DATASET Block Start

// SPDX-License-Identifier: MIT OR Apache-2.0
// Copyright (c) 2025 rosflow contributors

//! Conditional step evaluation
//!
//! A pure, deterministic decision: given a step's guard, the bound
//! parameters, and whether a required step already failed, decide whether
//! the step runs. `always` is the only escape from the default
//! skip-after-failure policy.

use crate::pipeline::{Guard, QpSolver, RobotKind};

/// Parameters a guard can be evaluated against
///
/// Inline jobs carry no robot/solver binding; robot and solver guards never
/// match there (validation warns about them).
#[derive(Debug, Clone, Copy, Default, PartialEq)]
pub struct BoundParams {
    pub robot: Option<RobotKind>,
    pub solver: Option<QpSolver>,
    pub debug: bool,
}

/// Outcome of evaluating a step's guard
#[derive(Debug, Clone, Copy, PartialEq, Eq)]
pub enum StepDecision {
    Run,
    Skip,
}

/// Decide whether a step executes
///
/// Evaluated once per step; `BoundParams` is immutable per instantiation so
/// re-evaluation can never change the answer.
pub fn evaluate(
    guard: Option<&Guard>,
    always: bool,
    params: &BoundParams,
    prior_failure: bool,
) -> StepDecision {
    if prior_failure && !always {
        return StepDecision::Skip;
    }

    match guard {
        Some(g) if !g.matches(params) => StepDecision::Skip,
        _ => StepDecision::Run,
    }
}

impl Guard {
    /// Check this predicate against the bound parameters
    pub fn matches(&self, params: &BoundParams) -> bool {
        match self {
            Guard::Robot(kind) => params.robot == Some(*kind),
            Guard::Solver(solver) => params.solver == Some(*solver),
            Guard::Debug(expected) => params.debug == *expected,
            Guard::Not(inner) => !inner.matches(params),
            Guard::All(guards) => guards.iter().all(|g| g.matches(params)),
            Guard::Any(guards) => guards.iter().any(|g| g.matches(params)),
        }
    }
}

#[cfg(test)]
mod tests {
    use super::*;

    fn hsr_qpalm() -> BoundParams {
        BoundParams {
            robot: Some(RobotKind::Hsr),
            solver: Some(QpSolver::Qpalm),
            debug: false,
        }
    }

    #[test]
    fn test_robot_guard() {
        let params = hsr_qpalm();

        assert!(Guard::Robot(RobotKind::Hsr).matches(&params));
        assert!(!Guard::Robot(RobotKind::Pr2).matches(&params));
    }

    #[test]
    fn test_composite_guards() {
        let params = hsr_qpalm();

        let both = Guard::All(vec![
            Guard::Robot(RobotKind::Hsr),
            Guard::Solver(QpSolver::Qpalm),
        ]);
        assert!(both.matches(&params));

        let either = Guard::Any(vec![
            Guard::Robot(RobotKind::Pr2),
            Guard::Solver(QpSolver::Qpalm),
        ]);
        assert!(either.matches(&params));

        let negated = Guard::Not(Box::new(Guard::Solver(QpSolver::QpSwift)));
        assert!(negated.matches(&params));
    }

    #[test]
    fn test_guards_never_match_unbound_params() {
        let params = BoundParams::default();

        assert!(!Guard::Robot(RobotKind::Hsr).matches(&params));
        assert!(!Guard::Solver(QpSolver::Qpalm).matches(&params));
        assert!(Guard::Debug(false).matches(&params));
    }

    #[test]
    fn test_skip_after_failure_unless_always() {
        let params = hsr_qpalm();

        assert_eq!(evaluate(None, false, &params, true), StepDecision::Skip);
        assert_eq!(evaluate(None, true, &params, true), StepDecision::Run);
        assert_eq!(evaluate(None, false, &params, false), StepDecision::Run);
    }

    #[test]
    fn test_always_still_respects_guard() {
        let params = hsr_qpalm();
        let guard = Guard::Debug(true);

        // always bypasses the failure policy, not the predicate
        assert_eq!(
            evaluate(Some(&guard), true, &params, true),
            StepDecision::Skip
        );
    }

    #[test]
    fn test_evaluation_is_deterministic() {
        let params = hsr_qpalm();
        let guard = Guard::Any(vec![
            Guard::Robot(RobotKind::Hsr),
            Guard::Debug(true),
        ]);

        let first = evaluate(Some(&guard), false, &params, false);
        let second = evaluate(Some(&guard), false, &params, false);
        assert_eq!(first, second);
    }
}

DATASET Block End

→ EXERCISE BRIEF: Please find the lines in the data that contain the word "self" and copy them.

→ RESULT FOR THIS EXERCISE:
    pub fn matches(&self, params: &BoundParams) -> bool {
        match self {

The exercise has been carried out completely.